A microphone array, which is composed of a number of acoustic sensors, is a system for sampling and processing the spatial characteristics of a sound field. In complex acoustic environments, noise always comes from all directions and often overlaps with speech signals in time and frequency spectrum, plus the effects of echo and reverberation, it is very difficult to capture relatively pure speech with a single microphone. The microphone array fuses the space-time information of the voice signals, and can simultaneously extract sound sources and inhibit noise.

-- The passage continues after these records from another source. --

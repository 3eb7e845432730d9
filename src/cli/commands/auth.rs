//! Site and token arguments.

use anyhow::{Context, Result};
use clap::{Arg, Command};

pub const ARG_BASE_URL: &str = "base-url";
pub const ARG_SECRET: &str = "secret";
pub const ARG_SESSION_TTL: &str = "session-ttl-seconds";
pub const ARG_RESET_TTL: &str = "reset-ttl-seconds";
pub const ARG_API_TOKEN_TTL: &str = "api-token-ttl-seconds";
pub const ARG_THROTTLE_TTL: &str = "throttle-ttl-seconds";
pub const ARG_MAIL_COOLDOWN: &str = "mail-cooldown-seconds";
pub const ARG_OPTION: &str = "option";

#[must_use]
pub fn with_args(command: Command) -> Command {
    command
        .arg(
            Arg::new(ARG_BASE_URL)
                .long(ARG_BASE_URL)
                .help("Public base URL of this site, used for links and cookies")
                .default_value("http://localhost:8080")
                .env("VESTI_BASE_URL"),
        )
        .arg(
            Arg::new(ARG_SECRET)
                .long(ARG_SECRET)
                .help("Signing secret for sessions, recovery links, and bearer tokens")
                .env("VESTI_SECRET")
                .required(true),
        )
        .arg(
            Arg::new(ARG_SESSION_TTL)
                .long(ARG_SESSION_TTL)
                .help("Cookie session lifetime in seconds")
                .default_value("43200")
                .env("VESTI_SESSION_TTL_SECONDS")
                .value_parser(clap::value_parser!(u64)),
        )
        .arg(
            Arg::new(ARG_RESET_TTL)
                .long(ARG_RESET_TTL)
                .help("Recovery/verification link lifetime in seconds")
                .default_value("3600")
                .env("VESTI_RESET_TTL_SECONDS")
                .value_parser(clap::value_parser!(i64)),
        )
        .arg(
            Arg::new(ARG_API_TOKEN_TTL)
                .long(ARG_API_TOKEN_TTL)
                .help("API bearer token lifetime in seconds")
                .default_value("900")
                .env("VESTI_API_TOKEN_TTL_SECONDS")
                .value_parser(clap::value_parser!(i64)),
        )
        .arg(
            Arg::new(ARG_THROTTLE_TTL)
                .long(ARG_THROTTLE_TTL)
                .help("Failed-login counter window in seconds")
                .default_value("86400")
                .env("VESTI_THROTTLE_TTL_SECONDS")
                .value_parser(clap::value_parser!(u64)),
        )
        .arg(
            Arg::new(ARG_MAIL_COOLDOWN)
                .long(ARG_MAIL_COOLDOWN)
                .help("Minimum seconds between recovery emails per address")
                .default_value("60")
                .env("VESTI_MAIL_COOLDOWN_SECONDS")
                .value_parser(clap::value_parser!(u64)),
        )
        .arg(
            Arg::new(ARG_OPTION)
                .long(ARG_OPTION)
                .help("Seed a site option as key=value (repeatable)")
                .action(clap::ArgAction::Append),
        )
}

#[derive(Debug)]
pub struct Options {
    pub base_url: String,
    pub secret: String,
    pub session_ttl_seconds: u64,
    pub reset_ttl_seconds: i64,
    pub api_token_ttl_seconds: i64,
    pub throttle_ttl_seconds: u64,
    pub mail_cooldown_seconds: u64,
    pub site_options: Vec<(String, String)>,
}

impl Options {
    /// # Errors
    /// Returns an error if a required argument is missing or a seeded option
    /// is not `key=value`.
    pub fn parse(matches: &clap::ArgMatches) -> Result<Self> {
        let site_options = matches
            .get_many::<String>(ARG_OPTION)
            .unwrap_or_default()
            .map(|raw| {
                raw.split_once('=')
                    .map(|(key, value)| (key.to_string(), value.to_string()))
                    .with_context(|| format!("invalid --option (expected key=value): {raw}"))
            })
            .collect::<Result<Vec<_>>>()?;

        Ok(Self {
            base_url: matches
                .get_one::<String>(ARG_BASE_URL)
                .cloned()
                .context("missing required argument: --base-url")?,
            secret: matches
                .get_one::<String>(ARG_SECRET)
                .cloned()
                .context("missing required argument: --secret")?,
            session_ttl_seconds: matches
                .get_one::<u64>(ARG_SESSION_TTL)
                .copied()
                .unwrap_or(43200),
            reset_ttl_seconds: matches
                .get_one::<i64>(ARG_RESET_TTL)
                .copied()
                .unwrap_or(3600),
            api_token_ttl_seconds: matches
                .get_one::<i64>(ARG_API_TOKEN_TTL)
                .copied()
                .unwrap_or(900),
            throttle_ttl_seconds: matches
                .get_one::<u64>(ARG_THROTTLE_TTL)
                .copied()
                .unwrap_or(86400),
            mail_cooldown_seconds: matches
                .get_one::<u64>(ARG_MAIL_COOLDOWN)
                .copied()
                .unwrap_or(60),
            site_options,
        })
    }
}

Convolutional neural networks (CNN, convolutional Neural Network) are one of the deep learning algorithms established in recent years, which have good classification performance for large image processing. The biggest advantage of generating the countermeasure network (GAN, generative Adversarial Networks) is that the experimental problem of insufficient sample data is solved, a proper network model is constructed to generate a false and spurious sample, diagnosis and prediction of medical diseases can be effectively facilitated, and more important diagnosis basis is provided for medical research.
The advantage that the microphone array can clearly adopt sound signals is combined with the advantages of two deep learning methods of GAN and CNN, so that the accuracy of identifying depression is improved.
Disclosure of Invention
The invention aims to provide a depression detection method based on a microphone array, which improves the accuracy of depression identification.
The technical scheme adopted by the invention is as follows: a depression detection method based on a microphone array, comprising the steps of:
step 1, a microphone array is used for collecting voice signals of a target patient and preprocessing the voice signals;
step 2, extracting the audio signal preprocessed by the target patient in the step 1 and the MFCC characteristics of the voice data of the existing depression patient to generate an audio spectrogram;
step 4, sending the audio spectrogram generated in the step 2 into a 2D convolutional neural network to obtain the O-dimensional characteristic of the spectrogram;
step 5, inputting the O-dimensional characteristics obtained in the step 4 into an countermeasure generation network to generate a new spectrum image, and transmitting the generated new spectrum image into the 2D convolutional neural network in the step 4 for training;
step 6, fusing the P-dimensional characteristics of the MFCC extracted in the step 3 with the characteristics obtained by training in the step 5, and reducing the dimension through the full connection layer;
step 7, training a classifier through the feature after dimension reduction obtained in the step 6;
and 8, recognizing the test voice through the trained classifier in the step 7 to obtain a recognition result.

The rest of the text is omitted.